This policy sets out the principles that hygeia dental care applies to the recognition and assessment of patients at risk of sepsis, plus the diagnosis and early management of sepsis and septic shock.
Sepsis is also sometimes called “septicaemia” or “blood poisoning”.
It is a life-threatening condition triggered by an infection anywhere in the body. This can include a dental or throat infection.
Normally, the immune system fights infections. However, in some cases, the body over-reacts and the immune system attacks the body’s own organs and tissues. Left untreated, it can cause organ damage and death. We don’t yet understand why this happens.
Sepsis kills over 52,000 people each year in the UK but can be successfully treated if diagnosed early: it is estimated that 14,000 lives could be saved every year with early diagnosis (source: UK Sepsis Trust).
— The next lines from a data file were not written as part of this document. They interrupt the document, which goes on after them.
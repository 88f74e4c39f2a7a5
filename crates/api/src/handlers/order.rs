//! Handlers for the `/orders` resource.
//!
//! Updates run through [`update_order`] on the state's transactional order
//! store; everything else goes straight to [`OrderRepo`].

use autoshop_core::contact::validate_input;
use autoshop_core::error::CoreError;
use autoshop_core::order::OrderStatus;
use autoshop_core::order_update::{update_order, OrderUpdate};
use autoshop_core::types::DbId;
use autoshop_db::models::order::{CreateOrder, OrderDetail, OrderListItem};
use autoshop_db::repositories::OrderRepo;
use axum::extract::{Path, State};
use axum::http::StatusCode;
use axum::Json;
use serde::Serialize;

use crate::error::{AppError, AppResult};
use crate::middleware::auth::AuthUser;
use crate::state::AppState;

/// Response body for `PUT /orders/{id}`.
#[derive(Debug, Serialize)]
pub struct OrderUpdateResponse {
    pub message: &'static str,
    pub order_status: OrderStatus,
}

/// POST /api/v1/orders
///
/// Create the order, its info row and its line items atomically.
pub async fn create(
    State(state): State<AppState>,
    auth: AuthUser,
    Json(input): Json<CreateOrder>,
) -> AppResult<(StatusCode, Json<OrderDetail>)> {
    validate_input(&input)?;
    let order = OrderRepo::create(&state.pool, &input).await?;
    tracing::debug!(order_id = order.order.id, employee_id = auth.employee_id, "Order created via API");
    Ok((StatusCode::CREATED, Json(order)))
}

/// GET /api/v1/orders
pub async fn list(
    State(state): State<AppState>,
    _auth: AuthUser,
) -> AppResult<Json<Vec<OrderListItem>>> {
    let orders = OrderRepo::list(&state.pool).await?;
    Ok(Json(orders))
}

/// GET /api/v1/orders/{id}
pub async fn get_by_id(
    State(state): State<AppState>,
    _auth: AuthUser,
    Path(id): Path<DbId>,
) -> AppResult<Json<OrderDetail>> {
    let order = OrderRepo::find_by_id(&state.pool, id)
        .await?
        .ok_or(AppError::Core(CoreError::NotFound {
            entity: "Order",
            id,
        }))?;
    Ok(Json(order))
}

/// PUT /api/v1/orders/{id}
///
/// Replace the line items, patch the order info and recompute the status in
/// one transaction.
pub async fn update(
    State(state): State<AppState>,
    auth: AuthUser,
    Path(id): Path<DbId>,
    Json(input): Json<OrderUpdate>,
) -> AppResult<Json<OrderUpdateResponse>> {
    let status = update_order(&state.order_store, id, &input).await?;
    tracing::debug!(order_id = id, employee_id = auth.employee_id, "Order update committed");

    Ok(Json(OrderUpdateResponse {
        message: "Order updated successfully",
        order_status: status,
    }))
}

/// DELETE /api/v1/orders/{id}
pub async fn delete(
    State(state): State<AppState>,
    _auth: AuthUser,
    Path(id): Path<DbId>,
) -> AppResult<StatusCode> {
    let deleted = OrderRepo::delete(&state.pool, id).await?;
    if deleted {
        Ok(StatusCode::NO_CONTENT)
    } else {
        Err(AppError::Core(CoreError::NotFound {
            entity: "Order",
            id,
        }))
    }
}
//! Repository for the `company_roles` lookup table.

use autoshop_core::types::DbId;
use sqlx::PgPool;

use crate::models::role::CompanyRole;

/// Read access to company roles.
pub struct RoleRepo;

impl RoleRepo {
    /// List all roles ordered by id.
    pub async fn list(pool: &PgPool) -> Result<Vec<CompanyRole>, sqlx::Error> {
        sqlx::query_as::<_, CompanyRole>(
            "SELECT id, name, created_at FROM company_roles ORDER BY id",
        )
        .fetch_all(pool)
        .await
    }

    /// Resolve a role id to its name. Fails with `RowNotFound` for unknown ids.
    pub async fn resolve_name(pool: &PgPool, role_id: DbId) -> Result<String, sqlx::Error> {
        sqlx::query_scalar::<_, String>("SELECT name FROM company_roles WHERE id = $1")
            .bind(role_id)
            .fetch_one(pool)
            .await
    }
}
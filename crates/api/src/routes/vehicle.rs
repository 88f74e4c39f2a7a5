//! Route definitions for the `/vehicles` resource.

use axum::routing::get;
use axum::Router;

use crate::handlers::vehicle;
use crate::state::AppState;

/// Routes mounted at `/vehicles`.
///
/// ```text
/// GET    /       -> list (?customer_id=)
/// POST   /       -> create
/// GET    /{id}   -> get_by_id
/// PUT    /{id}   -> update
/// ```
pub fn router() -> Router<AppState> {
    Router::new()
        .route("/", get(vehicle::list).post(vehicle::create))
        .route("/{id}", get(vehicle::get_by_id).put(vehicle::update))
}
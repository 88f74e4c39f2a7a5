//! Vehicle entity model and DTOs.

use autoshop_core::types::{DbId, Timestamp};
use serde::{Deserialize, Serialize};
use sqlx::FromRow;
use validator::Validate;

/// A vehicle row from the `vehicles` table.
#[derive(Debug, Clone, FromRow, Serialize)]
pub struct Vehicle {
    pub id: DbId,
    pub customer_id: DbId,
    pub year: i32,
    pub make: String,
    pub model: String,
    pub vehicle_type: Option<String>,
    pub mileage: i64,
    pub tag: Option<String>,
    pub serial: Option<String>,
    pub color: Option<String>,
    pub created_at: Timestamp,
    pub updated_at: Timestamp,
}

/// DTO for registering a vehicle to a customer.
#[derive(Debug, Clone, Deserialize, Validate)]
pub struct CreateVehicle {
    pub customer_id: DbId,
    #[validate(range(min = 1886, max = 2100))]
    pub year: i32,
    #[validate(length(min = 1, max = 100))]
    pub make: String,
    #[validate(length(min = 1, max = 100))]
    pub model: String,
    pub vehicle_type: Option<String>,
    /// Defaults to 0 if omitted.
    #[validate(range(min = 0))]
    pub mileage: Option<i64>,
    pub tag: Option<String>,
    pub serial: Option<String>,
    pub color: Option<String>,
}

/// DTO for updating a vehicle. All fields are optional.
#[derive(Debug, Clone, Default, Deserialize, Validate)]
pub struct UpdateVehicle {
    #[validate(range(min = 1886, max = 2100))]
    pub year: Option<i32>,
    #[validate(length(min = 1, max = 100))]
    pub make: Option<String>,
    #[validate(length(min = 1, max = 100))]
    pub model: Option<String>,
    pub vehicle_type: Option<String>,
    #[validate(range(min = 0))]
    pub mileage: Option<i64>,
    pub tag: Option<String>,
    pub serial: Option<String>,
    pub color: Option<String>,
}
Some people are more at risk of developing sepsis, such as the very young or very old, people with diabetes, people who are immunocompromised, etc.
assessing patients for sepsis risk
The UK Sepsis Trust publish “Decision Support Tools” for primary dental care services that set out a simple flow-chart process for assessing patients. The appropriate flow-chart depends on the age of the patient:
- flow chart for people aged 12 years and over,
- flow chart for children and young people aged 5-11 years, and
- flow chart for children aged under 5 years.
Rather than produce our own detailed protocols, we use these flow-charts to assess patient risk. Links to each of these flowcharts have been placed on the desktop of each practice computer (surgery 1 and 2, reception and both office machines) so that they are immediately accessible to all team members.
When a patient attends the practice with a potential dental infection, they are assessed using a pro-forma (see code EANTIBIOTIC) that is intended to determine whether a prescription for antibiotics is indicated and includes checks of their vital signs and consideration of possible sepsis indicators. It also grades patients as low, medium and high risk (grade 1, 2 and 3 respectively) and prescribes appropriate action (ranging from telephone follow-up to urgent referral to MaxFax on-call SHO to urgent hospital admission by ambulance).
If any “Red Flags” are present, reassure the patient but CALL 999 and request an ambulance immediately clearly stating that this is a Red Flag sepsis case.
If an “Amber Flag” is present, we will first seek to treat/deal with any potential source of infection and give “safety netting” advice so that the patient knows to seek help should they develop symptoms or find that their condition deteriorates.
The patient information that we provide includes “safety netting” advice. It gives emergency contact information for the practice – the landline number is answered 24/7, plus the personal mobile number for the dentist is included. Patients are advised to contact the practice for advice immediately should they notice a deterioration in their condition. The relevant patient information includes our Antibiotics Advice, Pain Control Advice, Post-Root Canal Treatment Advice and Post-Extraction Advice – all of which apply to circumstances where an infection is likely to be involved and may indicate a sepsis risk.
Team members receive training on recognition of the symptoms of sepsis and initial management as part of our regular medical emergencies training, including role-play based examples.
In addition, team members receive annual in-house training on sepsis, with emphasis on how we identify and manage sepsis risk in accordance with this policy and where to find information on sepsis at the practice should the need arise.
Team members can find more detailed information in the guideline “Sepsis: recognition, diagnosis and early management” published by the National Institute for Health and Care Excellence (NG51).